The inventions listed below are owned by an agency of the U.S. Government and are available for licensing in the U.S. in accordance with 35 U.S.C. 207 to achieve expeditious commercialization of results of federally-funded research and development. Foreign patent applications are filed on selected inventions to extend market coverage for companies and may also be available for licensing.


Licensing information and copies of the U.S. patent applications listed below may be obtained by writing to the indicated licensing contact at the Office of Technology Transfer, National Institutes of Health, 6011 Executive Boulevard, Suite 325, Rockville, Maryland 20852-3804; telephone: 301/496-7057; fax: 301/402-0220. A signed Confidential Disclosure Agreement will be required to receive copies of the patent applications.

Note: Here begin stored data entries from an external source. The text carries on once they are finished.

/// Identity Service Main Entry Point
///
/// Prepares the identity store and keeps it tidy:
/// - PostgreSQL connection pool
/// - Database migrations
/// - Signing key validation
/// - Expired refresh session sweeper (background task)
use anyhow::{Context, Result};
use identity_service::{
    config::Settings,
    db::{PgAccountStore, PgRoleStore, PgSessionStore},
    services::spawn_session_sweeper,
    AuthService,
};
use sqlx::postgres::PgPoolOptions;
use std::sync::Arc;
use std::time::Duration;
use tokio::signal;
use tracing::info;

#[tokio::main]
async fn main() -> Result<()> {
    tracing_subscriber::fmt()
        .with_env_filter(
            std::env::var("RUST_LOG").unwrap_or_else(|_| "identity_service=info,info".into()),
        )
        .with_target(false)
        .json()
        .init();

    info!("Starting Identity Service");

    // Load configuration
    let settings = Settings::load().context("Failed to load configuration")?;
    info!(
        access_ttl_secs = settings.jwt.access_ttl.as_secs(),
        refresh_ttl_secs = settings.jwt.refresh_ttl.as_secs(),
        "Configuration loaded successfully"
    );

    // Initialize database connection pool
    let db_pool = PgPoolOptions::new()
        .max_connections(settings.database.max_connections)
        .min_connections(settings.database.min_connections)
        .acquire_timeout(Duration::from_secs(settings.database.acquire_timeout))
        .connect(&settings.database.url)
        .await
        .context("Failed to connect to PostgreSQL")?;

    info!(
        "Database pool initialized with {} max connections",
        settings.database.max_connections
    );

    // Run database migrations
    sqlx::migrate!("./migrations")
        .run(&db_pool)
        .await
        .context("Failed to run database migrations")?;
    info!("Database migrations completed");

    // Fails fast on an unusable JWT secret
    let auth = AuthService::from_stores(
        &settings.jwt,
        Arc::new(PgAccountStore::new(db_pool.clone())),
        Arc::new(PgRoleStore::new(db_pool.clone())),
        Arc::new(PgSessionStore::new(db_pool.clone())),
    )
    .context("Failed to initialize token issuer")?;
    info!("Token issuer initialized");

    // Spawn expired session sweeper (background task)
    let sweeper = spawn_session_sweeper(auth.tokens(), settings.housekeeping.sweep_interval);

    shutdown_signal().await;

    sweeper.abort();
    db_pool.close().await;
    info!("Identity service shutdown complete");

    Ok(())
}

/// Wait for shutdown signal (Ctrl+C or SIGTERM)
async fn shutdown_signal() {
    let ctrl_c = async {
        if let Err(err) = signal::ctrl_c().await {
            tracing::error!("Failed to install Ctrl+C handler: {}", err);
            std::future::pending::<()>().await;
        }
    };

    #[cfg(unix)]
    let terminate = async {
        match signal::unix::signal(signal::unix::SignalKind::terminate()) {
            Ok(mut sigterm) => {
                sigterm.recv().await;
            }
            Err(err) => {
                tracing::error!("Failed to install SIGTERM handler: {}", err);
                std::future::pending::<()>().await;
            }
        }
    };

    #[cfg(not(unix))]
    let terminate = std::future::pending::<()>();

    tokio::select! {
        _ = ctrl_c => {
            info!("Received Ctrl+C signal");
        },
        _ = terminate => {
            info!("Received SIGTERM signal");
        },
    }

    info!("Shutting down gracefully...");
}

Purified Saxitoxin for Food Safety Applications

Description of Technology: Available for licensing as a biological material for research purposes is purified saxitoxin. Saxitoxin is the parent compound in a family of natural toxins that can occur in seafood and can cause food borne illness. Highly purified saxitoxin is vital for the development, validation, and calibration of detection methods for these toxins, as well as for fundamental studies in physiology and pain management. Interested parties may license the compound for conjugation chemistry and radiolabeling with the end goal of generating a research reagent.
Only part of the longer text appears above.